** EXERCISE PROMPT **
Where the material below has a line containing "local config from", start repeating exactly, and keep going through the line containing "a specific file.", with no other lines.

----------

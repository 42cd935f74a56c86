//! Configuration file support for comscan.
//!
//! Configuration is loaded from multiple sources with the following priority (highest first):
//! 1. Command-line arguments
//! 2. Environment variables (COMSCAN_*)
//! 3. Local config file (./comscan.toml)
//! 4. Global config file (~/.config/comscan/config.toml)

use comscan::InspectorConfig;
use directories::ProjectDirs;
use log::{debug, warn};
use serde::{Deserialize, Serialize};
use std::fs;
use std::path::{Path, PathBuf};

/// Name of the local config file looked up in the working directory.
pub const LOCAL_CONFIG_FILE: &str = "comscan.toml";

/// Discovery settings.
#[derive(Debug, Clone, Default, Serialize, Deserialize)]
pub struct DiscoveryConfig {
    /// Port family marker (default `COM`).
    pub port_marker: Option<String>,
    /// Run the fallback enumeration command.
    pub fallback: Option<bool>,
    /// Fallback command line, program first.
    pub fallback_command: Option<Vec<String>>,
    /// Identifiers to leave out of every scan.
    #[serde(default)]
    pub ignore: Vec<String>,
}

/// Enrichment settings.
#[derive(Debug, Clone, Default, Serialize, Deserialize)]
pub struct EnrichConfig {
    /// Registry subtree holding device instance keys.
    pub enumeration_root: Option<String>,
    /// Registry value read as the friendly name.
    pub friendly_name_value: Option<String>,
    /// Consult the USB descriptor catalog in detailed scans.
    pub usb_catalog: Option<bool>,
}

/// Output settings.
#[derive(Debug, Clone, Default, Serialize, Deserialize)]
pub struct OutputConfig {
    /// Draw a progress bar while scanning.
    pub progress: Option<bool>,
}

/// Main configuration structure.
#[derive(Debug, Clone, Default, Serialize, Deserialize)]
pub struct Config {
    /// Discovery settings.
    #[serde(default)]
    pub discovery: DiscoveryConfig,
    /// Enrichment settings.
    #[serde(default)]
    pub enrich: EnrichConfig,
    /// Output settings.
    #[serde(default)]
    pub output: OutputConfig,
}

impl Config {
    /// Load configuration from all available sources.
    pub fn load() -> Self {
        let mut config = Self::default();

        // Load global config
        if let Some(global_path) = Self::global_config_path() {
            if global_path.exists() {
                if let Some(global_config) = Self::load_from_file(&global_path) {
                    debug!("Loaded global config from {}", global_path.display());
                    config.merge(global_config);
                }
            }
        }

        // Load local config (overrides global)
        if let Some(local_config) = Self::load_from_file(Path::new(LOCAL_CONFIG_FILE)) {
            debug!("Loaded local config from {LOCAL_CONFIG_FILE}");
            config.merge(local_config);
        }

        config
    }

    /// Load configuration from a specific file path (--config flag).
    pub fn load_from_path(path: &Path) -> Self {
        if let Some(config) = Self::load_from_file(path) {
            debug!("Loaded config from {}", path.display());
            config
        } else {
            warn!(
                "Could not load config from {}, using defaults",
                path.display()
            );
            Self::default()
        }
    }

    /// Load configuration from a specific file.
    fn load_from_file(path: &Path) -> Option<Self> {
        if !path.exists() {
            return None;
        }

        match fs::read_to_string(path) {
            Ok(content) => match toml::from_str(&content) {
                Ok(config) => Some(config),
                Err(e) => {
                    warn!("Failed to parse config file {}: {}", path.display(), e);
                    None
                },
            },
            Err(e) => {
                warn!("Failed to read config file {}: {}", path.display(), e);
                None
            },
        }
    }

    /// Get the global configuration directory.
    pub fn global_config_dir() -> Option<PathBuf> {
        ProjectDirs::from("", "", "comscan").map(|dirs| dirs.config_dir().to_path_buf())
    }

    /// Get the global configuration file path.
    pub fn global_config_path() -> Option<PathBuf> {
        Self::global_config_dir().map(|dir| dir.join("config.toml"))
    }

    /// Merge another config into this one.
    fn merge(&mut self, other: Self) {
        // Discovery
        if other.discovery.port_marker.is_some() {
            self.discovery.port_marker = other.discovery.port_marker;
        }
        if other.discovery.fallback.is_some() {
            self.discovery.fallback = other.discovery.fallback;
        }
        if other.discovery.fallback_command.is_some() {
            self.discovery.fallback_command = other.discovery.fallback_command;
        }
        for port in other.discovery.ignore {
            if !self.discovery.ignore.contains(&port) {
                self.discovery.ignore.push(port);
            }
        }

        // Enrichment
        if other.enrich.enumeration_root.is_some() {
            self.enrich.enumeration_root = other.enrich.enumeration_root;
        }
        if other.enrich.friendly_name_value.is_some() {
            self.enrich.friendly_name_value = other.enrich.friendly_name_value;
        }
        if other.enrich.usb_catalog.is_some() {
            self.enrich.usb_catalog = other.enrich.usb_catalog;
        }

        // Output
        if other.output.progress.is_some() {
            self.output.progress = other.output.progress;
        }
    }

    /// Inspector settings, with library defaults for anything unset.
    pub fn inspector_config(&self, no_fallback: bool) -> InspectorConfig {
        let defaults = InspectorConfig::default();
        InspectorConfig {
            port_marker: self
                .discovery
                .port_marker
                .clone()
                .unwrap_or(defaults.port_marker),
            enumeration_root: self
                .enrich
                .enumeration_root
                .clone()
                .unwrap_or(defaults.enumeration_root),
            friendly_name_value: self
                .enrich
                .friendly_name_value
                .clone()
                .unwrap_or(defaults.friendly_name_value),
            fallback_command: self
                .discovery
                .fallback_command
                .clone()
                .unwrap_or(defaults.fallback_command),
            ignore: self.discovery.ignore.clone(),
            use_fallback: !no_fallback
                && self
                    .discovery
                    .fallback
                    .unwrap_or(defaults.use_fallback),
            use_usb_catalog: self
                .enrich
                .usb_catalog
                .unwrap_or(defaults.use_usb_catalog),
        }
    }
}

----------

** ANSWER TO THIS EXERCISE **
            debug!("Loaded local config from {LOCAL_CONFIG_FILE}");
            config.merge(local_config);
        }

        config
    }

    /// Load configuration from a specific file path (--config flag).
    pub fn load_from_path(path: &Path) -> Self {
        if let Some(config) = Self::load_from_file(path) {
            debug!("Loaded config from {}", path.display());
            config
        } else {
            warn!(
                "Could not load config from {}, using defaults",
                path.display()
            );
            Self::default()
        }
    }

    /// Load configuration from a specific file.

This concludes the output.